7. Workflows
Use workflows to model and run deliberative processes
An eight-factor AI application uses explicit workflow definitions to manage complex, multi-step processes. A workflow defines a sequence of steps, their dependencies, and how information flows between them. Workflows should be declarative, observable, and maintainable.
Workflows in an eight-factor app have clear characteristics:
- If complex processes aren’t explicitly modeled, it’s not an eight-factor app – it becomes impossible to monitor, debug, or improve them
- If workflows are too rigid, the application can’t adapt to unexpected situations or leverage model capabilities
A workflow definition includes:
- Steps and their dependencies
- Data flow between steps
- Success/failure criteria
- Recovery strategies
- Observation points
Bad practice - implicit process flow:
def analyze_document(document):
# Process buried in code, hard to modify or monitor
summary = summarize_document(document)
topics = extract_topics(summary)
sentiment = analyze_sentiment(document)
entities = extract_entities(document)
return compile_results(summary, topics, sentiment, entities)
Good practice - explicit workflow definition:
class DocumentAnalysisWorkflow(Workflow):
def define(self) -> WorkflowDefinition:
return WorkflowDefinition(
name="document_analysis",
steps=[
Step(
name="summarization",
handler=self.summarize,
retry_policy=RetryPolicy.exponential(max_attempts=3)
),
Step(
name="topic_extraction",
handler=self.extract_topics,
depends_on=["summarization"]
),
Step(
name="parallel_analysis",
handler=ParallelStep([
Step(name="sentiment", handler=self.analyze_sentiment),
Step(name="entities", handler=self.extract_entities)
])
),
Step(
name="compilation",
handler=self.compile_results,
depends_on=["topic_extraction", "parallel_analysis"]
)
],
on_failure=self.handle_failure
)
async def summarize(self, context: Context) -> StepResult:
summary = await self.model.generate(
self.prompts.get("summarization"),
context.document
)
return StepResult(summary=summary)
def handle_failure(self, error: WorkflowError) -> Recovery:
if isinstance(error, ModelTemporaryError):
return Recovery.retry()
return Recovery.fail_workflow()
Workflows should be observable:
class WorkflowMonitor:
def __init__(self):
self.metrics = MetricsCollector()
self.tracer = WorkflowTracer()
async def observe_workflow(self, workflow: Workflow):
trace = self.tracer.start_trace(workflow)
try:
result = await workflow.execute()
self.metrics.record_success(workflow, trace)
return result
except WorkflowError as e:
self.metrics.record_failure(workflow, trace, e)
raise
class WorkflowTracer:
def capture_step(self, step: Step, context: Context):
return {
"step": step.name,
"input": self.sanitize(context),
"timestamp": datetime.now(),
"duration": step.duration,
"tokens_used": step.token_usage
}
This approach enables:
- Clear process visualization
- Flexible error handling
- Progress monitoring
- Cost tracking
- Performance optimization
Workflows should be treated as first-class entities:
- Workflow definitions should be version controlled
- Execution traces should be stored
- Performance should be monitored
- Costs should be tracked
- Outcomes should be measured
Applications may need dynamic workflows:
class DynamicWorkflow(Workflow):
async def plan_next_steps(self, context: Context) -> List[Step]:
planning_prompt = self.prompts.get("workflow_planning")

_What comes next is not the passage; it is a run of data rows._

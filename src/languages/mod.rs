//! Language registry.
//!
//! Maps a language identifier to the sandbox image and the command line
//! that turns a source file into a running program. The registry is built
//! once at startup and shared read-only by every job.
//!
//! # Example
//!
//! ```
//! use code_runner::languages::LanguageRegistry;
//!
//! let registry = LanguageRegistry::builtin();
//! let python = registry.lookup("python").expect("python is built in");
//! assert_eq!(python.source_file, "program.py");
//! assert_eq!(python.command_line(), "python3 program.py");
//! ```

mod builtin;

use std::collections::BTreeMap;
use std::path::Path;
use std::sync::Arc;
use std::time::Duration;

use serde::{Deserialize, Serialize};

use crate::error::ConfigError;

/// Deadline applied to languages that do not set one.
pub const DEFAULT_TIMEOUT_SECONDS: u64 = 15;

/// How to build and run one language inside a sandbox.
#[derive(Debug, Clone, PartialEq, Eq, Serialize, Deserialize)]
pub struct LanguageSpec {
    /// Identifier used in requests (e.g. "python").
    #[serde(default)]
    pub id: String,
    /// Sandbox image reference.
    pub image: String,
    /// Name of the source file written into the workspace.
    #[serde(default)]
    pub source_file: String,
    /// Optional compile step, run before `run`.
    #[serde(default)]
    pub compile: Option<String>,
    /// Command that runs the program.
    pub run: String,
    /// Wall-clock deadline for the whole sandbox run.
    #[serde(default = "default_timeout_seconds")]
    pub timeout_seconds: u64,
}

fn default_timeout_seconds() -> u64 {
    DEFAULT_TIMEOUT_SECONDS
}

impl LanguageSpec {
    /// Creates a spec whose source file is `program.<extension>`.
    pub fn new(
        id: impl Into<String>,
        image: impl Into<String>,
        extension: &str,
        run: impl Into<String>,
    ) -> Self {
        Self {
            id: id.into(),
            image: image.into(),
            source_file: format!("program.{extension}"),
            compile: None,
            run: run.into(),
            timeout_seconds: DEFAULT_TIMEOUT_SECONDS,
        }
    }

    /// Sets the compile command.
    pub fn with_compile(mut self, compile: impl Into<String>) -> Self {
        self.compile = Some(compile.into());
        self
    }

    /// Overrides the source file name.
    pub fn with_source_file(mut self, file: impl Into<String>) -> Self {
        self.source_file = file.into();
        self
    }

    /// Sets the execution deadline in seconds.
    pub fn with_timeout_seconds(mut self, seconds: u64) -> Self {
        self.timeout_seconds = seconds;
        self
    }

    /// The shell command executed in the sandbox.
    ///
    /// Compile and run are joined with `&&` so a failed compile never runs
    /// and its diagnostics become the error stream.
    pub fn command_line(&self) -> String {
        match self.compile.as_deref() {
            Some(compile) if !compile.trim().is_empty() => format!("{} && {}", compile, self.run),
            _ => self.run.clone(),
        }
    }

    /// Wall-clock deadline as a `Duration`.
    pub fn timeout(&self) -> Duration {
        Duration::from_secs(self.timeout_seconds)
    }

    fn validate(&self) -> Result<(), ConfigError> {
        let invalid = |reason: &str| ConfigError::InvalidLanguage {
            language: self.id.clone(),
            reason: reason.to_string(),
        };

        if self.image.trim().is_empty() {
            return Err(invalid("image must not be empty"));
        }
        if self.run.trim().is_empty() {
            return Err(invalid("run command must not be empty"));
        }
        if self.source_file.is_empty()
            || self.source_file.contains('/')
            || self.source_file.contains('\\')
            || self.source_file == ".."
        {
            return Err(invalid("source file must be a plain file name"));
        }
        if self.timeout_seconds == 0 {
            return Err(invalid("timeout must be at least one second"));
        }
        Ok(())
    }
}

/// Shape of a language override file.
#[derive(Debug, Default, Deserialize)]
struct LanguageOverrides {
    #[serde(default)]
    languages: BTreeMap<String, LanguageSpec>,
}

/// Immutable lookup table from identifier to [`LanguageSpec`].
#[derive(Debug, Clone)]
pub struct LanguageRegistry {
    languages: BTreeMap<String, Arc<LanguageSpec>>,
}

impl LanguageRegistry {
    /// Registry containing the built-in language table.
    pub fn builtin() -> Self {
        Self::from_specs(builtin::languages())
    }

    /// Builds a registry from explicit specs, keyed by their `id`.
    pub fn from_specs(specs: impl IntoIterator<Item = LanguageSpec>) -> Self {
        let languages = specs
            .into_iter()
            .map(|spec| (spec.id.clone(), Arc::new(spec)))
            .collect();
        Self { languages }
    }

    /// Built-in table with the entries of a YAML override document merged in.
    ///
    /// An override replaces the whole entry for its identifier.
    pub fn with_overrides_yaml(yaml: &str) -> Result<Self, ConfigError> {
        let overrides: LanguageOverrides = serde_yaml::from_str(yaml)?;
        let mut registry = Self::builtin();

        for (id, mut spec) in overrides.languages {
            let id = id.trim().to_lowercase();
            spec.id = id.clone();
            spec.validate()?;
            tracing::debug!(language = %id, image = %spec.image, "Language override loaded");
            registry.languages.insert(id, Arc::new(spec));
        }

        Ok(registry)
    }

    /// Loads the built-in table merged with the overrides in `path`.
    pub fn load(path: &Path) -> Result<Self, ConfigError> {
        let yaml = std::fs::read_to_string(path)?;
        Self::with_overrides_yaml(&yaml)
    }

    /// Looks up a language by identifier (case-insensitive).
    pub fn lookup(&self, id: &str) -> Option<Arc<LanguageSpec>> {
        self.languages.get(&id.trim().to_lowercase()).cloned()
    }

    /// Supported identifiers in sorted order.
    pub fn ids(&self) -> impl Iterator<Item = &str> {
        self.languages.keys().map(String::as_str)
    }

    /// All specs in identifier order.
    pub fn specs(&self) -> impl Iterator<Item = &LanguageSpec> {
        self.languages.values().map(|spec| spec.as_ref())
    }

    pub fn len(&self) -> usize {
        self.languages.len()
    }

    pub fn is_empty(&self) -> bool {
        self.languages.is_empty()
    }
}

impl Default for LanguageRegistry {
    fn default() -> Self {
        Self::builtin()
    }
}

plan = await self.model.generate(planning_prompt, context)
return self.step_factory.create_steps(plan)
async def execute(self) -> WorkflowResult:
context = Context()
while not self.is_complete(context):
next_steps = await self.plan_next_steps(context)
results = await self.execute_steps(next_steps, context)
context.update(results)
return self.create_result(context)
This pattern enables:
- Adaptive process flows
- Dynamic step generation
- Context-aware execution
- Flexible problem solving
- Observable decision making
Workflow implementations should optimize for:
- Clarity - explicit process definition
- Observability - comprehensive monitoring
- Resilience - robust error handling
- Flexibility - adaptive execution
- Efficiency - resource optimization
Each workflow should specify:
- Clear success criteria
- Resource constraints
- Error handling strategies
- Monitoring requirements
- Performance targets